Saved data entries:
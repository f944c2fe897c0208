//! Delimited result-table writer

use crate::error::Result;
use crate::types::ResultRow;
use std::fs::File;
use std::io::{BufWriter, Write};
use std::path::Path;

/// Default output file name
pub const DEFAULT_OUTPUT: &str = "audioAnalyzed.tab";

/// Header of the file column
pub const FILE_COLUMN: &str = "File";

/// Write `rows` as a tab-delimited table under a header built from `aspects`
pub fn write_delimited<S: AsRef<str>>(path: &Path, aspects: &[S], rows: &[ResultRow]) -> Result<()> {
    let mut writer = BufWriter::new(File::create(path)?);
    write_rows(&mut writer, aspects, rows)?;
    writer.flush()?;

    tracing::info!(
        path = %path.display(),
        row_count = rows.len(),
        "Result table written"
    );
    Ok(())
}

/// Write the header line and one line per row
pub fn write_rows<W: Write, S: AsRef<str>>(writer: &mut W, aspects: &[S], rows: &[ResultRow]) -> Result<()> {
    let header: Vec<&str> = std::iter::once(FILE_COLUMN)
        .chain(aspects.iter().map(|a| a.as_ref()))
        .collect();
    writeln!(writer, "{}", header.join("\t"))?;

    for row in rows {
        writeln!(writer, "{}", row.cells().join("\t"))?;
    }
    Ok(())
}
//! Context Resolver
//!
//! Builds the per-file [`AnalysisContext`]: the bag of named intermediate
//! values aspect functions draw their inputs from. Decoding, the spectrogram
//! and its magnitude/power, and the CPU-only flag are computed eagerly when
//! the context is built. The audio tensor, spectral centroid, tempogram and
//! probe metrics are computed on first use and then reused for the rest of
//! the file.
//!
//! Aspects never see the context directly. They receive [`Bindings`], a view
//! restricted to the [`ContextKey`]s the aspect declared at registration.

use crate::audio::{decode_audio_file, AudioTensor, SpectralMatrix, Spectrogram, StftParams, Waveform};
use crate::dsp::{spectral, tempo::Tempogram};
use crate::error::{AnalysisError, Result};
use crate::probe::{cache_key, ProbeCache, ProbeMetrics};
use once_cell::unsync::OnceCell;
use std::fmt;
use std::path::{Path, PathBuf};
use std::sync::Arc;

/// Environment variable marking parallel acceleration hardware as available
pub const ACCELERATOR_ENV_VAR: &str = "ASPECTS_ACCELERATOR";

/// Named context value an aspect can require
#[derive(Debug, Clone, Copy, PartialEq, Eq, Hash, PartialOrd, Ord)]
pub enum ContextKey {
    /// Absolute path of the analyzed file
    Path,
    /// Decoded samples, channel-major
    Waveform,
    /// Sample rate in Hz
    SampleRate,
    /// Complex STFT
    Spectrogram,
    /// STFT magnitude
    SpectrogramMagnitude,
    /// STFT power
    SpectrogramPower,
    /// True when no acceleration hardware is available
    CpuOnly,
    /// Contiguous `[channels, frames]` copy of the waveform (lazy)
    AudioTensor,
    /// Per-frame spectral centroid (lazy)
    SpectralCentroid,
    /// Autocorrelation tempogram (lazy)
    Tempogram,
    /// External probe metrics, via the probe cache (lazy)
    ProbeMetrics,
}

impl fmt::Display for ContextKey {
    fn fmt(&self, f: &mut fmt::Formatter<'_>) -> fmt::Result {
        fmt::Debug::fmt(self, f)
    }
}

/// Settings shared by every context built by one analyzer
#[derive(Debug, Clone, Copy, Default)]
pub struct ContextSettings {
    pub stft: StftParams,
}

/// Per-file analysis context
pub struct AnalysisContext {
    path: PathBuf,
    waveform: Waveform,
    sample_rate: u32,
    spectrogram: Spectrogram,
    magnitude: SpectralMatrix,
    power: SpectralMatrix,
    cpu_only: bool,
    probe_cache: Option<Arc<ProbeCache>>,
    tensor: OnceCell<AudioTensor>,
    centroid: OnceCell<Vec<Vec<f64>>>,
    tempogram: OnceCell<Tempogram>,
}

impl AnalysisContext {
    /// Build the context for one file
    ///
    /// Fails with [`AnalysisError::NotFound`] when the file does not exist and
    /// with [`AnalysisError::Decode`] when it cannot be decoded.
    pub fn build(
        path: &Path,
        settings: &ContextSettings,
        probe_cache: Option<Arc<ProbeCache>>,
    ) -> Result<Self> {
        if !path.is_file() {
            return Err(AnalysisError::NotFound(path.to_path_buf()));
        }

        let decoded = decode_audio_file(path)?;
        Ok(Self::from_waveform(
            path,
            decoded.waveform,
            decoded.sample_rate,
            settings,
            probe_cache,
        ))
    }

    /// Build a context around an already decoded waveform
    pub fn from_waveform(
        path: &Path,
        waveform: Waveform,
        sample_rate: u32,
        settings: &ContextSettings,
        probe_cache: Option<Arc<ProbeCache>>,
    ) -> Self {
        let spectrogram = Spectrogram::compute(&waveform, settings.stft);
        let magnitude = spectrogram.magnitude();
        let power = spectrogram.power();

        Self {
            path: cache_key(path),
            waveform,
            sample_rate,
            spectrogram,
            magnitude,
            power,
            cpu_only: !accelerator_available(),
            probe_cache,
            tensor: OnceCell::new(),
            centroid: OnceCell::new(),
            tempogram: OnceCell::new(),
        }
    }

    pub fn path(&self) -> &Path {
        &self.path
    }

    /// Whether this context can supply `key`
    pub fn provides(&self, key: ContextKey) -> bool {
        match key {
            ContextKey::ProbeMetrics => self.probe_cache.is_some(),
            _ => true,
        }
    }

    /// Restrict the context to `declared` keys for one aspect
    ///
    /// Fails fast with [`AnalysisError::ContractViolation`] when a declared
    /// key cannot be supplied.
    pub fn bind<'a>(&'a self, aspect: &'a str, declared: &'a [ContextKey]) -> Result<Bindings<'a>> {
        if let Some(&key) = declared.iter().find(|&&key| !self.provides(key)) {
            return Err(AnalysisError::ContractViolation {
                aspect: aspect.to_string(),
                key,
            });
        }
        Ok(Bindings {
            ctx: self,
            aspect,
            declared,
        })
    }

    fn tensor(&self) -> &AudioTensor {
        self.tensor.get_or_init(|| self.waveform.to_tensor())
    }

    fn centroid(&self) -> &Vec<Vec<f64>> {
        self.centroid.get_or_init(|| {
            let freqs = self.magnitude.params.bin_frequencies(self.sample_rate);
            self.magnitude
                .channels
                .iter()
                .map(|frames| spectral::spectral_centroid(frames, &freqs))
                .collect()
        })
    }

    fn tempogram(&self) -> &Tempogram {
        self.tempogram
            .get_or_init(|| Tempogram::compute(&self.power, self.sample_rate))
    }

    fn probe_metrics(&self) -> Option<Result<Arc<ProbeMetrics>>> {
        self.probe_cache
            .as_ref()
            .map(|cache| cache.get_or_compute(&self.path))
    }
}

/// Whether parallel acceleration hardware is available to this process
///
/// Reads [`ACCELERATOR_ENV_VAR`]; `1`, `true` and `yes` count as available.
pub fn accelerator_available() -> bool {
    std::env::var(ACCELERATOR_ENV_VAR)
        .map(|v| matches!(v.trim().to_ascii_lowercase().as_str(), "1" | "true" | "yes"))
        .unwrap_or(false)
}

/// Context view restricted to one aspect's declared keys
pub struct Bindings<'a> {
    ctx: &'a AnalysisContext,
    aspect: &'a str,
    declared: &'a [ContextKey],
}

impl<'a> Bindings<'a> {
    pub fn aspect(&self) -> &str {
        self.aspect
    }

    fn require(&self, key: ContextKey) -> Result<()> {
        if self.declared.contains(&key) {
            Ok(())
        } else {
            Err(AnalysisError::ContractViolation {
                aspect: self.aspect.to_string(),
                key,
            })
        }
    }

    pub fn path(&self) -> Result<&'a Path> {
        self.require(ContextKey::Path)?;
        Ok(&self.ctx.path)
    }

    pub fn waveform(&self) -> Result<&'a Waveform> {
        self.require(ContextKey::Waveform)?;
        Ok(&self.ctx.waveform)
    }

    pub fn sample_rate(&self) -> Result<u32> {
        self.require(ContextKey::SampleRate)?;
        Ok(self.ctx.sample_rate)
    }

    pub fn spectrogram(&self) -> Result<&'a Spectrogram> {
        self.require(ContextKey::Spectrogram)?;
        Ok(&self.ctx.spectrogram)
    }

    pub fn magnitude(&self) -> Result<&'a SpectralMatrix> {
        self.require(ContextKey::SpectrogramMagnitude)?;
        Ok(&self.ctx.magnitude)
    }

    pub fn power(&self) -> Result<&'a SpectralMatrix> {
        self.require(ContextKey::SpectrogramPower)?;
        Ok(&self.ctx.power)
    }

    pub fn cpu_only(&self) -> Result<bool> {
        self.require(ContextKey::CpuOnly)?;
        Ok(self.ctx.cpu_only)
    }

    pub fn tensor(&self) -> Result<&'a AudioTensor> {
        self.require(ContextKey::AudioTensor)?;
        Ok(self.ctx.tensor())
    }

    /// Spectral centroid, `[channel][frame]`
    pub fn spectral_centroid(&self) -> Result<&'a Vec<Vec<f64>>> {
        self.require(ContextKey::SpectralCentroid)?;
        Ok(self.ctx.centroid())
    }

    pub fn tempogram(&self) -> Result<&'a Tempogram> {
        self.require(ContextKey::Tempogram)?;
        Ok(self.ctx.tempogram())
    }

    pub fn probe_metrics(&self) -> Result<Arc<ProbeMetrics>> {
        self.require(ContextKey::ProbeMetrics)?;
        self.ctx
            .probe_metrics()
            .unwrap_or_else(|| {
                Err(AnalysisError::ContractViolation {
                    aspect: self.aspect.to_string(),
                    key: ContextKey::ProbeMetrics,
                })
            })
    }
}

§ EXERCISE
Where the string "declared" occurs in the data, return the whole line.

§ SOLUTION TO THIS EXERCISE
//! restricted to the [`ContextKey`]s the aspect declared at registration.
    /// Restrict the context to `declared` keys for one aspect
    /// Fails fast with [`AnalysisError::ContractViolation`] when a declared
    pub fn bind<'a>(&'a self, aspect: &'a str, declared: &'a [ContextKey]) -> Result<Bindings<'a>> {
        if let Some(&key) = declared.iter().find(|&&key| !self.provides(key)) {
            declared,
/// Context view restricted to one aspect's declared keys
    declared: &'a [ContextKey],
        if self.declared.contains(&key) {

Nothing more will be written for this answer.